The denialists, of course, are not simply buffoons — and correspondingly, the materials released onto the internet have a darker, almost tragic side. They reveal a very human bitterness among climate scientists at attacks that have intensified in recent years.

Modern-day Galileos, the scientists confront an Inquisition based in wealthy right-wing circles and the “think tanks” that serve them.

The pressures on the scientists are described eloquently in a November 23 Washington Post blog interview with physicist and historian Spencer Weart, who said: “We’ve never before seen a set of people accuse an entire community of scientists of deliberate deception and other professional malfeasance.

“Even the tobacco companies never tried to slander legitimate cancer researchers.”

To their credit, leading climate scientists have fought back against demands that they make concessions to bad science. A prominent figure in this resistance has been the CRU’s Jones — which perhaps explains why his institute was the target of the hacker attack.

The New Scientist said Jones and Mann in a 2003 exchange of emails discussed urging scientific authors to boycott the journal Climate Research after it published “extremely poor papers” by known denialists.

New Scientist said the journal’s editor-in-chief and half the editorial board resigned over the matter.

In 2004, Jones and Mann discussed ways of blocking two papers, whose content they regarded as unscientific, from being assessed for use in a report of the United Nations Intergovernmental Panel on Climate Change.

In other emails, ways are discussed of keeping temperature data, largely covered by confidentiality agreements, out of the hands of denialists.

As depicted by denialist bloggers, the atmosphere that has arisen inside the climate science community is one of arrogant intolerance, with dissenting voices ruthlessly silenced. But again, an understanding of the context is vital.

In the first place, anthropogenic global warming is no longer just a theory, but established fact. Trenberth was quoted as saying in the November 22 Washington Post that “it is incontrovertible” that the world is warming as a result of human actions.

Predicted by fundamental laws of physics, human-caused global warming has now been demonstrated by real-world evidence so overwhelming, and from so many sources and directions, that refusal to accept it is simply perverse.

There are no legitimate sceptics any more, just the ignorant or wilful deniers.

Second, within the climate science community there is no longer dissent on the basic concept of human-caused global warming. All working climate scientists — that is, those who publish in peer-reviewed journals — now agree anthropogenic warming is real.

The unresolved questions relate to its degree and precise mechanisms. On these, debate is rich and generally cordial.

Third, tolerance is not a virtue in dealing with people out to subject humanity and nature to intolerable risks.

Jones and his colleagues are aware, like few others, that the consequence of failing to combat denialist pseudo-science would very likely be a catastrophe of civilisation-ending proportions.

Finally, climate change deniers, especially in the US and Australia, are hardly isolated and picked on.
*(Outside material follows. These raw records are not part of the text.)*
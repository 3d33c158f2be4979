//! SQLite persistence.
//!
//! Holds the credential record per target and every emitted item version.

pub mod repositories;
pub mod time;

pub use repositories::{SqlxContentRepository, SqlxCredentialPersistence};

use sqlx::sqlite::{SqliteConnectOptions, SqliteJournalMode, SqlitePoolOptions, SqliteSynchronous};
use sqlx::{Pool, Row, Sqlite};
use std::str::FromStr;
use std::time::Duration;

/// Database connection pool type alias.
pub type DbPool = Pool<Sqlite>;

/// A single process with three background tasks needs few connections.
const DEFAULT_POOL_SIZE: u32 = 4;

const DEFAULT_BUSY_TIMEOUT_MS: u64 = 30_000;

/// With a typical 4KB page size, 1000 pages is ~4MB.
const DEFAULT_WAL_AUTOCHECKPOINT_PAGES: i32 = 1000;

async fn apply_per_connection_pragmas(
    conn: &mut sqlx::SqliteConnection,
) -> Result<(), sqlx::Error> {
    sqlx::query(&format!(
        "PRAGMA wal_autocheckpoint = {}",
        DEFAULT_WAL_AUTOCHECKPOINT_PAGES
    ))
    .execute(&mut *conn)
    .await?;

    sqlx::query("PRAGMA temp_store = MEMORY")
        .execute(&mut *conn)
        .await?;

    Ok(())
}

async fn ensure_wal_mode(pool: &DbPool) -> Result<(), sqlx::Error> {
    let mut conn = pool.acquire().await?;
    let row = sqlx::query("PRAGMA journal_mode")
        .fetch_one(&mut *conn)
        .await?;
    let mode: String = row.get(0);
    // In-memory databases report "memory" and cannot switch.
    if mode != "wal" && mode != "memory" {
        tracing::warn!(mode = %mode, "journal_mode was not WAL; re-setting");
        sqlx::query("PRAGMA journal_mode = WAL")
            .execute(&mut *conn)
            .await?;
    }
    Ok(())
}

/// Open a pool with WAL, a busy timeout and `create_if_missing`.
///
/// `sqlite::memory:` gives every connection its own database, so in-memory
/// pools should use `max_connections = 1`.
pub async fn init_pool_with_size(
    database_url: &str,
    max_connections: u32,
) -> Result<DbPool, sqlx::Error> {
    let connect_options = SqliteConnectOptions::from_str(database_url)?
        .journal_mode(SqliteJournalMode::Wal)
        .synchronous(SqliteSynchronous::Normal)
        .busy_timeout(Duration::from_millis(DEFAULT_BUSY_TIMEOUT_MS))
        .create_if_missing(true);

    let pool = SqlitePoolOptions::new()
        .max_connections(max_connections)
        .acquire_timeout(Duration::from_secs(30))
        .after_connect(|conn, _meta| {
            Box::pin(async move { apply_per_connection_pragmas(&mut *conn).await })
        })
        .connect_with(connect_options)
        .await?;

    ensure_wal_mode(&pool).await?;

    tracing::info!(max_connections, "Database pool initialized");
    Ok(pool)
}

pub async fn init_pool(database_url: &str) -> Result<DbPool, sqlx::Error> {
    let size = if database_url.contains(":memory:") {
        1
    } else {
        DEFAULT_POOL_SIZE
    };
    init_pool_with_size(database_url, size).await
}

pub async fn run_migrations(pool: &DbPool) -> crate::Result<()> {
    tracing::info!("Running database migrations...");
    sqlx::migrate!("./migrations").run(pool).await?;
    tracing::info!("Database migrations completed");
    Ok(())
}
Historically they have been well funded, not least by big energy corporations, and they have huge media resources at their disposal.

Disturbingly, they are gaining ground. In a recent Pew Research Center poll in the US, only 36% of respondents felt that human activities lay behind a temperature increase. That was down from 47% in 2006.

In Australia, the corresponding figure in September this year was a far-from-overwhelming 67%.

So when Jones, Mann and others mount a tough, uncompromising fight for scientific rationality, do they deserve to be pilloried? Adelaide University Climate Change Professor Barry Brook has, perhaps, the best take on this question.

On November 27 Brook told Green Left Weekly that anyone who wants to criticise the scientists involved should “first place the contents of their email archive for the last 10 years on a public repository, such that anyone has the opportunity to download it, peruse it, and cherry-pick out-of-context statements”.

Minchin and Plimer, to name just two, would be unlikely to fare well.

From: International News, Green Left Weekly issue #820, December 2, 2009.